--- Input for this task ---

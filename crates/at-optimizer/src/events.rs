//! Progress events emitted while a run is in flight.

use serde::{Deserialize, Serialize};

use crate::history::{Checkpoint, RunId, RunState, StopReason};

/// Event sent on the channel registered with an optimizer.
///
/// Delivery is best-effort: a full or disconnected channel never interrupts
/// the run.
#[derive(Debug, Clone, PartialEq, Serialize, Deserialize)]
pub enum OptimizerEvent {
    BracketStarted {
        run_id: RunId,
        bracket: usize,
        n_arms: usize,
        initial_resources: f64,
    },
    RoundCompleted {
        run_id: RunId,
        bracket: Option<usize>,
        round: usize,
        evaluated: usize,
        failed: usize,
        kept: usize,
        best_objective: f64,
        checkpoint: Checkpoint,
    },
    BudgetExhausted {
        run_id: RunId,
        reason: StopReason,
    },
    Finished {
        run_id: RunId,
        state: RunState,
    },
}
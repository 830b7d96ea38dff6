//! `comment-unused` command

use anyhow::{Context, Result};
use clap::Args;
use std::path::Path;

use super::utils::{finish, resolve_config, TreeArgs};

#[derive(Args)]
pub struct UnusedArgs {
    #[command(flatten)]
    pub tree: TreeArgs,
}

pub fn run(args: UnusedArgs, config_path: Option<&Path>) -> Result<()> {
    let config = resolve_config(&args.tree, config_path, args.tree.overrides())?;

    let report = import_tidy::comment_unused(&config).with_context(|| {
        format!("Failed to comment unused imports under {}", config.root.display())
    })?;

    tracing::debug!(
        "Scanned {} files, commented {} imports in {} files",
        report.scan.files_scanned,
        report.total_replacements(),
        report.files_rewritten()
    );
    finish(&report, "Unused import fix complete.")
}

--- Your objective ---
An exact transcription of all the entries is needed.

--- Written solution ---
filename crates/at-optimizer/src/events.rs
//! Progress events emitted while a run is in flight.

use serde::{Deserialize, Serialize};

use crate::history::{Checkpoint, RunId, RunState, StopReason};

/// Event sent on the channel registered with an optimizer.
///
/// Delivery is best-effort: a full or disconnected channel never interrupts
/// the run.
#[derive(Debug, Clone, PartialEq, Serialize, Deserialize)]
pub enum OptimizerEvent {
    BracketStarted {
        run_id: RunId,
        bracket: usize,
        n_arms: usize,
        initial_resources: f64,
    },
    RoundCompleted {
        run_id: RunId,
        bracket: Option<usize>,
        round: usize,
        evaluated: usize,
        failed: usize,
        kept: usize,
        best_objective: f64,
        checkpoint: Checkpoint,
    },
    BudgetExhausted {
        run_id: RunId,
        reason: StopReason,
    },
    Finished {
        run_id: RunId,
        state: RunState,
    },
}
repository 830b7d96ea38dff6
//! `comment-unused` command

use anyhow::{Context, Result};
use clap::Args;
use std::path::Path;

use super::utils::{finish, resolve_config, TreeArgs};

#[derive(Args)]
pub struct UnusedArgs {
    #[command(flatten)]
    pub tree: TreeArgs,
}

pub fn run(args: UnusedArgs, config_path: Option<&Path>) -> Result<()> {
    let config = resolve_config(&args.tree, config_path, args.tree.overrides())?;

    let report = import_tidy::comment_unused(&config).with_context(|| {
        format!("Failed to comment unused imports under {}", config.root.display())
    })?;

    tracing::debug!(
        "Scanned {} files, commented {} imports in {} files",
        report.scan.files_scanned,
        report.total_replacements(),
        report.files_rewritten()
    );
    finish(&report, "Unused import fix complete.")
}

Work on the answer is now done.